# I need a teacher in Hamilton



## Extant (Mar 2, 2007)

Anyone know any good teachers in Hamilton? I'm looking for someone that can do hard/alternative rock and maybe indie well, and can work well with someone who's pretty amateurish and hasn't played that long (i.e: me).

Thanks!


----------



## Fajah (Jun 28, 2006)

Call up Ring Music 416-924-3571 and leave a message for Wayne Cass. He's an excellent teacher, and although he teaches in Toronto, he lives in Hamilton. He may be able to help you.

Lawrie


----------



## Wild Bill (May 3, 2006)

Extant said:


> Anyone know any good teachers in Hamilton? I'm looking for someone that can do hard/alternative rock and maybe indie well, and can work well with someone who's pretty amateurish and hasn't played that long (i.e: me).
> 
> Thanks!


You can try Norm McCabe [email protected]

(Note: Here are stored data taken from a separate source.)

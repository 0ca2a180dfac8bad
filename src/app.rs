use std::net::SocketAddr;

use axum::{routing::get, Router};
use tokio::signal;
use tower_http::{cors::CorsLayer, trace::TraceLayer};

use crate::config::HttpConfig;
use crate::state::AppState;
use crate::users;

pub fn build_app(state: AppState) -> Router {
    Router::new()
        .merge(users::router())
        .route("/health", get(|| async { "ok" }))
        .with_state(state)
        .layer(CorsLayer::permissive())
        .layer(
            TraceLayer::new_for_http()
                .make_span_with(|req: &axum::http::Request<_>| {
                    let method = req.method().clone();
                    let uri = req.uri().clone();
                    tracing::info_span!(
                        "http_request",
                        %method,
                        uri = %uri,
                        status = tracing::field::Empty
                    )
                })
                .on_response(
                    |res: &axum::http::Response<_>,
                     latency: std::time::Duration,
                     span: &tracing::Span| {
                        let status = res.status();
                        span.record("status", tracing::field::display(status));
                        let elapsed_ms = latency.as_millis() as u64;
                        if status.is_server_error() {
                            tracing::error!(%status, elapsed_ms, "response");
                        } else {
                            tracing::info!(%status, elapsed_ms, "response");
                        }
                    },
                ),
        )
}

/// Serves until SIGINT/SIGTERM, then releases the storage backend. The
/// backend is closed on error exits too.
pub async fn serve(app: Router, state: AppState) -> anyhow::Result<()> {
    let result = listen(app, &state.config.http).await;
    if let Err(e) = &result {
        tracing::error!(error = %e, "server stopped with an error");
    }

    tracing::info!("shutting down");
    state.users.close().await;
    result
}

async fn listen(app: Router, http: &HttpConfig) -> anyhow::Result<()> {
    let addr: SocketAddr = format!("{}:{}", http.host, http.port).parse()?;

    tracing::info!("listening on {}", addr);
    let listener = tokio::net::TcpListener::bind(addr).await?;
    axum::serve(listener, app)
        .with_graceful_shutdown(shutdown_signal())
        .await?;
    Ok(())
}

async fn shutdown_signal() {
    let ctrl_c = async {
        if let Err(e) = signal::ctrl_c().await {
            tracing::error!(error = %e, "failed to listen for ctrl-c");
        }
    };

    #[cfg(unix)]
    let terminate = async {
        match signal::unix::signal(signal::unix::SignalKind::terminate()) {
            Ok(mut sig) => {
                sig.recv().await;
            }
            Err(e) => {
                tracing::error!(error = %e, "failed to listen for SIGTERM");
                std::future::pending::<()>().await;
            }
        }
    };

    #[cfg(not(unix))]
    let terminate = std::future::pending::<()>();

    tokio::select! {
        _ = ctrl_c => {},
        _ = terminate => {},
    }
}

He's in the Hammer and a great teacher!

There's also Mike Almas on Hamilton mountain. I'll PM his phone number to you.

:food-smiley-004:


----------



## Calogero (Jul 24, 2007)

Call George

(905) 389-6993

This guy has tons of experience and can play anything from classic to new stuff.

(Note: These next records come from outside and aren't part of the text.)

use async_trait::async_trait;
use aws_sdk_secretsmanager::Client;
use serde::Deserialize;
use tracing::{error, info};

use crate::config::AwsConfig;

#[derive(Debug, thiserror::Error)]
pub enum SecretError {
    #[error("secret {secret_id} unavailable: {reason}")]
    Unavailable { secret_id: String, reason: String },
}

impl SecretError {
    fn unavailable(secret_id: &str, reason: impl Into<String>) -> Self {
        Self::Unavailable {
            secret_id: secret_id.to_string(),
            reason: reason.into(),
        }
    }
}

/// Database login pulled from the secret store. Immutable once resolved.
#[derive(Clone, Deserialize)]
pub struct DbCredentials {
    pub username: String,
    pub password: String,
}

impl std::fmt::Debug for DbCredentials {
    fn fmt(&self, f: &mut std::fmt::Formatter<'_>) -> std::fmt::Result {
        f.debug_struct("DbCredentials")
            .field("username", &self.username)
            .field("password", &"<redacted>")
            .finish()
    }
}

#[async_trait]
pub trait SecretSource: Send + Sync {
    /// Raw secret payload for `secret_id`.
    async fn secret_string(&self, secret_id: &str) -> Result<String, SecretError>;
}

pub struct AwsSecretsManager {
    client: Client,
}

impl AwsSecretsManager {
    pub async fn new(aws: &AwsConfig) -> Self {
        let shared = crate::aws::load_sdk_config(aws).await;
        Self {
            client: Client::new(&shared),
        }
    }
}

#[async_trait]
impl SecretSource for AwsSecretsManager {
    async fn secret_string(&self, secret_id: &str) -> Result<String, SecretError> {
        let out = self
            .client
            .get_secret_value()
            .secret_id(secret_id)
            .version_stage("AWSCURRENT")
            .send()
            .await
            .map_err(|e| {
                error!(error = %e, secret_id, "get_secret_value failed");
                SecretError::unavailable(secret_id, e.to_string())
            })?;

        out.secret_string()
            .map(str::to_owned)
            .ok_or_else(|| SecretError::unavailable(secret_id, "secret has no string payload"))
    }
}

pub fn parse_credentials(secret_id: &str, raw: &str) -> Result<DbCredentials, SecretError> {
    let creds: DbCredentials = serde_json::from_str(raw)
        .map_err(|e| SecretError::unavailable(secret_id, format!("malformed payload: {e}")))?;
    if creds.username.trim().is_empty() || creds.password.is_empty() {
        return Err(SecretError::unavailable(
            secret_id,
            "payload is missing username or password",
        ));
    }
    Ok(creds)
}

/// Fetches and decodes the credential pair. Called once during startup.
pub async fn resolve_credentials(
    source: &dyn SecretSource,
    secret_id: &str,
) -> Result<DbCredentials, SecretError> {
    let raw = source.secret_string(secret_id).await?;
    let creds = parse_credentials(secret_id, &raw)?;
    info!(secret_id, username = %creds.username, "database credentials resolved");
    Ok(creds)
}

Great teacher, a great guy and really great pricing.

And he is located in Hamilton.


----------



## Calogero (Jul 24, 2007)

Call George

(905) 389-6993

This guy has tons of experience and can play anything from classic to new stuff.

Great teacher, a great guy and really great pricing.

And he is located in Hamilton.


----------



## a Pack of Wolves (Sep 5, 2007)

for alt/indie 
Bill Majoris (former drummer of Universal Honey,and songwriter/guitarist from Flux a.d.,now the brains behind The Foreign Films)
teachs out of Absolute Music on Upper James
and
Troy at Mountain Music is a great guitarist and teacher,he can shred like a monster to!


good luck


----------